Policy & Advocacy Newsline ~ March 26, 2019

NDSC Senior Policy Advisor, Stephanie Smith Lee, Speaks in Trinidad and Tobago for World Down Syndrome Day Conference

NDSC Senior Policy Advisor, Stephanie Smith Lee, spoke in Trinidad and Tobago last week at the UN World Down Syndrome Day Conference. The conference is hosted in part by one of our NDAC Group members, Down Syndrome Family Network.
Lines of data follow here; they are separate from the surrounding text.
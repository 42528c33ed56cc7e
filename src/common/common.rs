// SPDX-License-Identifier: GPL-2.0-or-later

use serde::{Deserialize, Serialize};
use std::{borrow::Cow, convert::TryFrom, ops::Deref, str::FromStr, sync::Arc};
use thiserror::Error;

pub type ArcLogger = Arc<dyn ILogger + Send + Sync>;

pub trait ILogger {
    /// Send log.
    fn log(&self, _: LogEntry) {}
}

/// Log entry.
#[derive(Clone, Debug)]
pub struct LogEntry {
    pub level: LogLevel,
    pub source: LogSource,
    pub message: LogMessage,
}

impl LogEntry {
    #[allow(clippy::unwrap_used, clippy::needless_pass_by_value)]
    #[must_use]
    pub fn new(level: LogLevel, source: &'static str, message: String) -> Self {
        let source: LogSource = source
            .to_owned()
            .try_into()
            .expect("source should be valid");
        let message = match LogMessage::try_from(message) {
            Ok(v) => v,
            Err(e) => LogMessage::try_from(format!("bad message: {e}"))
                .expect("error message should be a valid log message"),
        };
        Self {
            level,
            source,
            message,
        }
    }
}

/// Severity of the log message.
#[derive(Clone, Copy, Debug, Hash, PartialEq, Eq, Serialize)]
#[serde(rename_all = "lowercase")]
pub enum LogLevel {
    /// Something requires attention.
    Error,

    /// Something may require attention.
    Warning,

    /// Standard information.
    Info,

    /// Verbose debugging information.
    Debug,
}

impl LogLevel {
    #[must_use]
    pub fn as_u8(&self) -> u8 {
        match self {
            LogLevel::Error => 16,
            LogLevel::Warning => 24,
            LogLevel::Info => 32,
            LogLevel::Debug => 48,
        }
    }
}

#[derive(Debug, Error)]
pub enum ParseLogLevelError {
    #[error("invalid value: '{0}'")]
    InvalidValue(u8),

    #[error("unknown log level: '{0}'")]
    UnknownLevel(String),
}

impl TryFrom<u8> for LogLevel {
    type Error = ParseLogLevelError;

    fn try_from(value: u8) -> Result<Self, ParseLogLevelError> {
        match value {
            16 => Ok(Self::Error),
            24 => Ok(Self::Warning),
            32 => Ok(Self::Info),
            48 => Ok(Self::Debug),
            _ => Err(ParseLogLevelError::InvalidValue(value)),
        }
    }
}

impl<'de> Deserialize<'de> for LogLevel {
    fn deserialize<D>(deserializer: D) -> Result<Self, D::Error>
    where
        D: serde::Deserializer<'de>,
    {
        let s = String::deserialize(deserializer)?;
        FromStr::from_str(&s).map_err(serde::de::Error::custom)
    }
}

impl FromStr for LogLevel {
    type Err = ParseLogLevelError;

    fn from_str(s: &str) -> Result<Self, Self::Err> {
        match s {
            "error" => Ok(LogLevel::Error),
            "warning" => Ok(LogLevel::Warning),
            "info" => Ok(LogLevel::Info),
            "debug" => Ok(LogLevel::Debug),
            _ => Err(ParseLogLevelError::UnknownLevel(s.to_owned())),
        }
    }
}

#[macro_export]
macro_rules! impl_deserialize_try_from_and_display {
    ($type:ident) => {
        impl<'de> Deserialize<'de> for $type {
            fn deserialize<D>(deserializer: D) -> Result<Self, D::Error>
            where
                D: serde::Deserializer<'de>,
            {
                String::deserialize(deserializer)?
                    .try_into()
                    .map_err(serde::de::Error::custom)
            }
        }

        impl std::fmt::Display for $type {
            fn fmt(&self, f: &mut std::fmt::Formatter<'_>) -> std::fmt::Result {
                self.0.fmt(f)
            }
        }
    };
}

pub const LOG_SOURCE_MAX_LENGTH: usize = 24;

#[repr(transparent)]
#[derive(Clone, Debug, Hash, PartialEq, Eq, Serialize, PartialOrd, Ord)]
pub struct LogSource(Cow<'static, str>);
impl_deserialize_try_from_and_display!(LogSource);

impl LogSource {
    #[must_use]
    pub fn len(&self) -> usize {
        self.0.len()
    }

    #[must_use]
    pub fn is_empty(&self) -> bool {
        self.0.is_empty()
    }
}

#[derive(Debug, Error, PartialEq, Eq)]
pub enum ParseLogSourceError {
    #[error("empty string")]
    Empty,

    #[error("invalid characters: '{0}'")]
    InvalidChars(String),

    #[error("too long")]
    TooLong,
}

impl TryFrom<String> for LogSource {
    type Error = ParseLogSourceError;

    fn try_from(s: String) -> Result<Self, Self::Error> {
        use ParseLogSourceError::*;
        if s.is_empty() {
            return Err(Empty);
        }
        if !s.chars().all(char::is_alphanumeric) {
            return Err(InvalidChars(s));
        }
        if s.len() > LOG_SOURCE_MAX_LENGTH {
            return Err(TooLong);
        }
        Ok(Self(Cow::Owned(s)))
    }
}

impl TryFrom<&'static str> for LogSource {
    type Error = ParseLogSourceError;

    fn try_from(s: &'static str) -> Result<Self, Self::Error> {
        use ParseLogSourceError::*;
        if s.is_empty() {
            return Err(Empty);
        }
        if !s.chars().all(char::is_alphanumeric) {
            return Err(InvalidChars(s.to_owned()));
        }
        if s.len() > LOG_SOURCE_MAX_LENGTH {
            return Err(TooLong);
        }
        Ok(Self(Cow::Borrowed(s)))
    }
}

impl Deref for LogSource {
    type Target = str;

    fn deref(&self) -> &Self::Target {
        &self.0
    }
}

#[repr(transparent)]
#[derive(Clone, Debug, Default, PartialEq, Eq, Serialize)]
pub struct LogMessage(String);
impl_deserialize_try_from_and_display!(LogMessage);

#[derive(Debug, Error, PartialEq, Eq)]
pub enum ParseLogMessageError {
    #[error("empty string")]
    Empty,

    #[error("too long")]
    TooLong,
}

const LOG_MESSAGE_MAX_LENGTH: usize = 1024 * 4;

impl TryFrom<String> for LogMessage {
    type Error = ParseLogMessageError;

    fn try_from(s: String) -> Result<Self, Self::Error> {
        if s.is_empty() {
            return Err(ParseLogMessageError::Empty);
        }
        if s.len() > LOG_MESSAGE_MAX_LENGTH {
            return Err(ParseLogMessageError::TooLong);
        }
        Ok(Self(s))
    }
}

impl Deref for LogMessage {
    type Target = str;

    fn deref(&self) -> &Self::Target {
        &self.0
    }
}

pub struct DummyLogger;

impl DummyLogger {
    #[must_use]
    pub fn new() -> Arc<Self> {
        Arc::new(DummyLogger {})
    }
}

impl ILogger for DummyLogger {
    fn log(&self, _: LogEntry) {}
}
Stephanie spoke at the U.S. Embassy in Trinidad and Tobago on WDSD to Embassy staff, the media, and non-profit organizations about policy advocacy to create inclusive schools and the lessons learned in the US about how to create truly inclusive schools.  As a featured speaker, she shared her knowledge of the lessons learned in the U.S. about inclusive education and the key role of family and self-advocates in creating positive change. Listen to one of her speeches HERE.

Employment Policy Update

NDSC continues to prioritize employment policy issues for people with Down syndrome and other disabilities. Much of NDSC’s work on employment policy is with the Collaboration to Promote Self-Determination (more info HERE), a coalition of national groups whose mission is to push for major systemic reform of the nation’s disability laws and programs to advance economic security, enhance integrated community participation, and increase opportunities for people with disabilities so that they are able to lead self-determined lives.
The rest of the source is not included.